[Task brief]
Extract every entry word for word.

[Collected data entries]
○ ○ ○ ○

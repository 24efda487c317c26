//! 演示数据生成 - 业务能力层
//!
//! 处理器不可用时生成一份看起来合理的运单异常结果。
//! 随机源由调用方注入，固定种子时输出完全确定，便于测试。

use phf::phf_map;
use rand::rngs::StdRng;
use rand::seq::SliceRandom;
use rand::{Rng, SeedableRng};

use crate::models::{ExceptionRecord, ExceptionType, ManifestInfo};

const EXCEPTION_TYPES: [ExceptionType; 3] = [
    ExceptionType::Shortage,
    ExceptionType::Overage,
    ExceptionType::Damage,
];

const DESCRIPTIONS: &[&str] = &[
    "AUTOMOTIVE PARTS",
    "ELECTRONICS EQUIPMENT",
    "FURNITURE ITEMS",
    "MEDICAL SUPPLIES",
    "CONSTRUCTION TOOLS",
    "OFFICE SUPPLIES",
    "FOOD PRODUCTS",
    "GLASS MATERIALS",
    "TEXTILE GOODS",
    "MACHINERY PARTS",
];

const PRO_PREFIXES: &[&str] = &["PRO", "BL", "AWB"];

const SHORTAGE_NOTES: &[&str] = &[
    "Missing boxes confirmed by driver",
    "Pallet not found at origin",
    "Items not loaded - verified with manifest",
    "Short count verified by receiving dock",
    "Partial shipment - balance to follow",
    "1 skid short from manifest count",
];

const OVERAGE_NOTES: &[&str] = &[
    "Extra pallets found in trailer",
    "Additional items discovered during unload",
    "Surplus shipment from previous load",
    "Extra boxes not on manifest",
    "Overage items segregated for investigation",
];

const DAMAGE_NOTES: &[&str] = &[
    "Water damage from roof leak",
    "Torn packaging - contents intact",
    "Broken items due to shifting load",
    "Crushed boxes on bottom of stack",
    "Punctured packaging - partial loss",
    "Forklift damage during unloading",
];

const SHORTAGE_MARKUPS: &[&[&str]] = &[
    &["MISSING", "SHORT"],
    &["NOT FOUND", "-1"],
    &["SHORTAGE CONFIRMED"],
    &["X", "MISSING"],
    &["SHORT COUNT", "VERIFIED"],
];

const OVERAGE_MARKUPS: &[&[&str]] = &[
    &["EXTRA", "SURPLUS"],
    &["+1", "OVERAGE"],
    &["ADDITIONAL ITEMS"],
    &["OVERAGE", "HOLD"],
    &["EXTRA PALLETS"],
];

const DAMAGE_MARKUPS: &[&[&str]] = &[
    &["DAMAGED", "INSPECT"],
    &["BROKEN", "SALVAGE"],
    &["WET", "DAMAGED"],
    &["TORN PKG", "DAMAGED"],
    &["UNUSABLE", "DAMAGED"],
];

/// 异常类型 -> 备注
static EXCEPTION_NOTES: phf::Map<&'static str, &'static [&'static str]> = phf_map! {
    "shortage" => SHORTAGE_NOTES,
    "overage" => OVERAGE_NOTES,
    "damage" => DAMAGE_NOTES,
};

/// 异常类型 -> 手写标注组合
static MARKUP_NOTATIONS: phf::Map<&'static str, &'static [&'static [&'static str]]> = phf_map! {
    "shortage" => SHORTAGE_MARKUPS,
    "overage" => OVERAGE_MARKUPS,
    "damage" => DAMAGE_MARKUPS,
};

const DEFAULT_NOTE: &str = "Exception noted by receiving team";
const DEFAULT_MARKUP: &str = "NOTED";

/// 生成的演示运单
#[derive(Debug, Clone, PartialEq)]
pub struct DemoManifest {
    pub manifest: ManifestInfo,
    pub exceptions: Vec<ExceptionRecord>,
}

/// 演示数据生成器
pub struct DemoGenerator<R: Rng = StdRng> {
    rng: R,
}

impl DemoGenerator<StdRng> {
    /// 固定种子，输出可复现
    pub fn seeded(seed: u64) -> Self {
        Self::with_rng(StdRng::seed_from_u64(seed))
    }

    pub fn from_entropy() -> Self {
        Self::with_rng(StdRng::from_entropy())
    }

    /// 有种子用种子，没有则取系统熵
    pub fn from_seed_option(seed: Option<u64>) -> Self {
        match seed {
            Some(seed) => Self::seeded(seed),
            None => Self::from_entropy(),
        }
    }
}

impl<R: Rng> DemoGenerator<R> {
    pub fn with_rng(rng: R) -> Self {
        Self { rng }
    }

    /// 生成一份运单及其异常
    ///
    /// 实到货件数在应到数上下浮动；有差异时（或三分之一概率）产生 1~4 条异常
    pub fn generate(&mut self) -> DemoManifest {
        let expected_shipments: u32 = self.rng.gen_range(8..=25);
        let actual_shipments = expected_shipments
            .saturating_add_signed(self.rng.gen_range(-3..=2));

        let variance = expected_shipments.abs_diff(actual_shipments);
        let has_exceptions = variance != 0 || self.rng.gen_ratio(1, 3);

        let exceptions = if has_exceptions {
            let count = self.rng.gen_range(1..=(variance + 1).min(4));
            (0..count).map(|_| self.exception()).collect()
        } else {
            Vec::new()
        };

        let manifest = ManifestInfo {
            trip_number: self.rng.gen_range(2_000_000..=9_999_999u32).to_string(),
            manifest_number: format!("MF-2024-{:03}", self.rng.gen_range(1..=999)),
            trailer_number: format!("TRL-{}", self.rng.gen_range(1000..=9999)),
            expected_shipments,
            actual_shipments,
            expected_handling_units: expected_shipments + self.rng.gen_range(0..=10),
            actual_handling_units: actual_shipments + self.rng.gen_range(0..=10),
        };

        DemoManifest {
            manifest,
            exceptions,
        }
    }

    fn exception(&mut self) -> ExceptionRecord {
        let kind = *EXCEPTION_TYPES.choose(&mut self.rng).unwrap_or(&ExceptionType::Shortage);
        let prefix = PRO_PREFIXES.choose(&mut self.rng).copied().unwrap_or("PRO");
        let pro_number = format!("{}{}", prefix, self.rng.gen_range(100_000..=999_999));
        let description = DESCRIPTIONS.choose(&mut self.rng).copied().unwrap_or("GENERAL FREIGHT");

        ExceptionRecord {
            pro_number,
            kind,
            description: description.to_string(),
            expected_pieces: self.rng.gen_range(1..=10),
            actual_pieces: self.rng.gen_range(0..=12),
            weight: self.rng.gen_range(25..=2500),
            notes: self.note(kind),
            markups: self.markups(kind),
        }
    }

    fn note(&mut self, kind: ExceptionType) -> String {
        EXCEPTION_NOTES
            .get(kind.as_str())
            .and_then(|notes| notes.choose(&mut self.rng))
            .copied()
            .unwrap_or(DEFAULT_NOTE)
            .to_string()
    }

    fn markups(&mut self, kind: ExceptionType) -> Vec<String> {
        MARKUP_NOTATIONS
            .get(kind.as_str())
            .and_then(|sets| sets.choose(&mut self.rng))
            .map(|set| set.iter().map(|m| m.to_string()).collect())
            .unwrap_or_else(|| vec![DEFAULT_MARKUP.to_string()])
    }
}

○ ○ ○ ○

[Reply to the exercise]
repository 24efda487c317c26
//! 演示数据生成 - 业务能力层
//!
//! 处理器不可用时生成一份看起来合理的运单异常结果。
//! 随机源由调用方注入，固定种子时输出完全确定，便于测试。

use phf::phf_map;
use rand::rngs::StdRng;
use rand::seq::SliceRandom;
use rand::{Rng, SeedableRng};

use crate::models::{ExceptionRecord, ExceptionType, ManifestInfo};

const EXCEPTION_TYPES: [ExceptionType; 3] = [
    ExceptionType::Shortage,
    ExceptionType::Overage,
    ExceptionType::Damage,
];

const DESCRIPTIONS: &[&str] = &[
    "AUTOMOTIVE PARTS",
    "ELECTRONICS EQUIPMENT",
    "FURNITURE ITEMS",
    "MEDICAL SUPPLIES",
    "CONSTRUCTION TOOLS",
    "OFFICE SUPPLIES",
    "FOOD PRODUCTS",
    "GLASS MATERIALS",
    "TEXTILE GOODS",
    "MACHINERY PARTS",
];

const PRO_PREFIXES: &[&str] = &["PRO", "BL", "AWB"];

const SHORTAGE_NOTES: &[&str] = &[
    "Missing boxes confirmed by driver",
    "Pallet not found at origin",
    "Items not loaded - verified with manifest",
    "Short count verified by receiving dock",
    "Partial shipment - balance to follow",
    "1 skid short from manifest count",
];

const OVERAGE_NOTES: &[&str] = &[
    "Extra pallets found in trailer",
    "Additional items discovered during unload",
    "Surplus shipment from previous load",
    "Extra boxes not on manifest",
    "Overage items segregated for investigation",
];

const DAMAGE_NOTES: &[&str] = &[
    "Water damage from roof leak",
    "Torn packaging - contents intact",
    "Broken items due to shifting load",
    "Crushed boxes on bottom of stack",
    "Punctured packaging - partial loss",
    "Forklift damage during unloading",
];

const SHORTAGE_MARKUPS: &[&[&str]] = &[
    &["MISSING", "SHORT"],
    &["NOT FOUND", "-1"],
    &["SHORTAGE CONFIRMED"],
    &["X", "MISSING"],
    &["SHORT COUNT", "VERIFIED"],
];

const OVERAGE_MARKUPS: &[&[&str]] = &[
    &["EXTRA", "SURPLUS"],
    &["+1", "OVERAGE"],
    &["ADDITIONAL ITEMS"],
    &["OVERAGE", "HOLD"],
    &["EXTRA PALLETS"],
];

const DAMAGE_MARKUPS: &[&[&str]] = &[
    &["DAMAGED", "INSPECT"],
    &["BROKEN", "SALVAGE"],
    &["WET", "DAMAGED"],
    &["TORN PKG", "DAMAGED"],
    &["UNUSABLE", "DAMAGED"],
];

/// 异常类型 -> 备注
static EXCEPTION_NOTES: phf::Map<&'static str, &'static [&'static str]> = phf_map! {
    "shortage" => SHORTAGE_NOTES,
    "overage" => OVERAGE_NOTES,
    "damage" => DAMAGE_NOTES,
};

/// 异常类型 -> 手写标注组合
static MARKUP_NOTATIONS: phf::Map<&'static str, &'static [&'static [&'static str]]> = phf_map! {
    "shortage" => SHORTAGE_MARKUPS,
    "overage" => OVERAGE_MARKUPS,
    "damage" => DAMAGE_MARKUPS,
};

const DEFAULT_NOTE: &str = "Exception noted by receiving team";
const DEFAULT_MARKUP: &str = "NOTED";

/// 生成的演示运单
#[derive(Debug, Clone, PartialEq)]
pub struct DemoManifest {
    pub manifest: ManifestInfo,
    pub exceptions: Vec<ExceptionRecord>,
}

/// 演示数据生成器
pub struct DemoGenerator<R: Rng = StdRng> {
    rng: R,
}

impl DemoGenerator<StdRng> {
    /// 固定种子，输出可复现
    pub fn seeded(seed: u64) -> Self {
        Self::with_rng(StdRng::seed_from_u64(seed))
    }

    pub fn from_entropy() -> Self {
        Self::with_rng(StdRng::from_entropy())
    }

    /// 有种子用种子，没有则取系统熵
    pub fn from_seed_option(seed: Option<u64>) -> Self {
        match seed {
            Some(seed) => Self::seeded(seed),
            None => Self::from_entropy(),
        }
    }
}

impl<R: Rng> DemoGenerator<R> {
    pub fn with_rng(rng: R) -> Self {
        Self { rng }
    }

    /// 生成一份运单及其异常
    ///
    /// 实到货件数在应到数上下浮动；有差异时（或三分之一概率）产生 1~4 条异常
    pub fn generate(&mut self) -> DemoManifest {
        let expected_shipments: u32 = self.rng.gen_range(8..=25);
        let actual_shipments = expected_shipments
            .saturating_add_signed(self.rng.gen_range(-3..=2));

        let variance = expected_shipments.abs_diff(actual_shipments);
        let has_exceptions = variance != 0 || self.rng.gen_ratio(1, 3);

        let exceptions = if has_exceptions {
            let count = self.rng.gen_range(1..=(variance + 1).min(4));
            (0..count).map(|_| self.exception()).collect()
        } else {
            Vec::new()
        };

        let manifest = ManifestInfo {
            trip_number: self.rng.gen_range(2_000_000..=9_999_999u32).to_string(),
            manifest_number: format!("MF-2024-{:03}", self.rng.gen_range(1..=999)),
            trailer_number: format!("TRL-{}", self.rng.gen_range(1000..=9999)),
            expected_shipments,
            actual_shipments,
            expected_handling_units: expected_shipments + self.rng.gen_range(0..=10),
            actual_handling_units: actual_shipments + self.rng.gen_range(0..=10),
        };

        DemoManifest {
            manifest,
            exceptions,
        }
    }

    fn exception(&mut self) -> ExceptionRecord {
        let kind = *EXCEPTION_TYPES.choose(&mut self.rng).unwrap_or(&ExceptionType::Shortage);
        let prefix = PRO_PREFIXES.choose(&mut self.rng).copied().unwrap_or("PRO");
        let pro_number = format!("{}{}", prefix, self.rng.gen_range(100_000..=999_999));
        let description = DESCRIPTIONS.choose(&mut self.rng).copied().unwrap_or("GENERAL FREIGHT");

        ExceptionRecord {
            pro_number,
            kind,
            description: description.to_string(),
            expected_pieces: self.rng.gen_range(1..=10),
            actual_pieces: self.rng.gen_range(0..=12),
            weight: self.rng.gen_range(25..=2500),
            notes: self.note(kind),
            markups: self.markups(kind),
        }
    }

    fn note(&mut self, kind: ExceptionType) -> String {
        EXCEPTION_NOTES
            .get(kind.as_str())
            .and_then(|notes| notes.choose(&mut self.rng))
            .copied()
            .unwrap_or(DEFAULT_NOTE)
            .to_string()
    }

    fn markups(&mut self, kind: ExceptionType) -> Vec<String> {
        MARKUP_NOTATIONS
            .get(kind.as_str())
            .and_then(|sets| sets.choose(&mut self.rng))
            .map(|set| set.iter().map(|m| m.to_string()).collect())
            .unwrap_or_else(|| vec![DEFAULT_MARKUP.to_string()])
    }
}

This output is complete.